**Collected data:**
=== Section Start ===

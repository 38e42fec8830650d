//! Session & entitlement orchestrator.
//!
//! Consumes one [`InboundEvent`] at a time per user, applies the entitlement,
//! session, and process state machines against the stores, calls the
//! completion gateway when a turn should be answered, and returns the
//! effects the transport has to deliver. `handle` never fails outward: store
//! and gateway errors are logged and become a templated reply.

use std::time::Duration;

use tracing::Instrument;
use uuid::Uuid;

use talkgate_types::config::AppConfig;
use talkgate_types::entitlement::{Plan, ProcessTag};
use talkgate_types::error::OrchestratorError;
use talkgate_types::event::{Callback, EventKind, InboundEvent, OutboundEffect};
use talkgate_types::history::HistoryScope;
use talkgate_types::llm::{CompletionRequest, LlmError};
use talkgate_types::session::{CloseOutcome, Session};

use crate::llm::provider::LlmProvider;
use crate::repository::capture::CaptureRepository;
use crate::repository::entitlement::EntitlementRepository;
use crate::repository::history::HistoryRepository;
use crate::repository::prompt::PromptRepository;
use crate::repository::session::SessionRepository;
use crate::service::capture::CaptureService;
use crate::service::entitlement::EntitlementGate;
use crate::service::history::assemble_messages;
use crate::service::session::SessionLifecycle;

use super::locks::UserLocks;
use super::replies;

/// Tunables the orchestrator reads on every event.
#[derive(Debug, Clone)]
pub struct OrchestratorSettings {
    pub message_cap: u32,
    pub model: String,
    pub max_tokens: u32,
    pub temperature: Option<f64>,
    pub gateway_timeout: Duration,
    pub default_system_prompt: String,
    pub history_scope: HistoryScope,
}

impl OrchestratorSettings {
    pub fn from_config(config: &AppConfig) -> Self {
        Self {
            message_cap: config.session.message_cap,
            model: config.llm.model.clone(),
            max_tokens: config.llm.max_tokens,
            temperature: config.llm.temperature,
            gateway_timeout: Duration::from_secs(config.llm.timeout_secs),
            default_system_prompt: config.llm.default_system_prompt.clone(),
            history_scope: config.history_scope,
        }
    }
}

impl Default for OrchestratorSettings {
    fn default() -> Self {
        Self::from_config(&AppConfig::default())
    }
}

=== Section End ===

Every entry must come back exactly as written above.

**The answer:**
repository 38e42fec8830650d
//! Session & entitlement orchestrator.
//!
//! Consumes one [`InboundEvent`] at a time per user, applies the entitlement,
//! session, and process state machines against the stores, calls the
//! completion gateway when a turn should be answered, and returns the
//! effects the transport has to deliver. `handle` never fails outward: store
//! and gateway errors are logged and become a templated reply.

use std::time::Duration;

use tracing::Instrument;
use uuid::Uuid;

use talkgate_types::config::AppConfig;
use talkgate_types::entitlement::{Plan, ProcessTag};
use talkgate_types::error::OrchestratorError;
use talkgate_types::event::{Callback, EventKind, InboundEvent, OutboundEffect};
use talkgate_types::history::HistoryScope;
use talkgate_types::llm::{CompletionRequest, LlmError};
use talkgate_types::session::{CloseOutcome, Session};

use crate::llm::provider::LlmProvider;
use crate::repository::capture::CaptureRepository;
use crate::repository::entitlement::EntitlementRepository;
use crate::repository::history::HistoryRepository;
use crate::repository::prompt::PromptRepository;
use crate::repository::session::SessionRepository;
use crate::service::capture::CaptureService;
use crate::service::entitlement::EntitlementGate;
use crate::service::history::assemble_messages;
use crate::service::session::SessionLifecycle;

use super::locks::UserLocks;
use super::replies;

/// Tunables the orchestrator reads on every event.
#[derive(Debug, Clone)]
pub struct OrchestratorSettings {
    pub message_cap: u32,
    pub model: String,
    pub max_tokens: u32,
    pub temperature: Option<f64>,
    pub gateway_timeout: Duration,
    pub default_system_prompt: String,
    pub history_scope: HistoryScope,
}

impl OrchestratorSettings {
    pub fn from_config(config: &AppConfig) -> Self {
        Self {
            message_cap: config.session.message_cap,
            model: config.llm.model.clone(),
            max_tokens: config.llm.max_tokens,
            temperature: config.llm.temperature,
            gateway_timeout: Duration::from_secs(config.llm.timeout_secs),
            default_system_prompt: config.llm.default_system_prompt.clone(),
            history_scope: config.history_scope,
        }
    }
}

impl Default for OrchestratorSettings {
    fn default() -> Self {
        Self::from_config(&AppConfig::default())
    }
}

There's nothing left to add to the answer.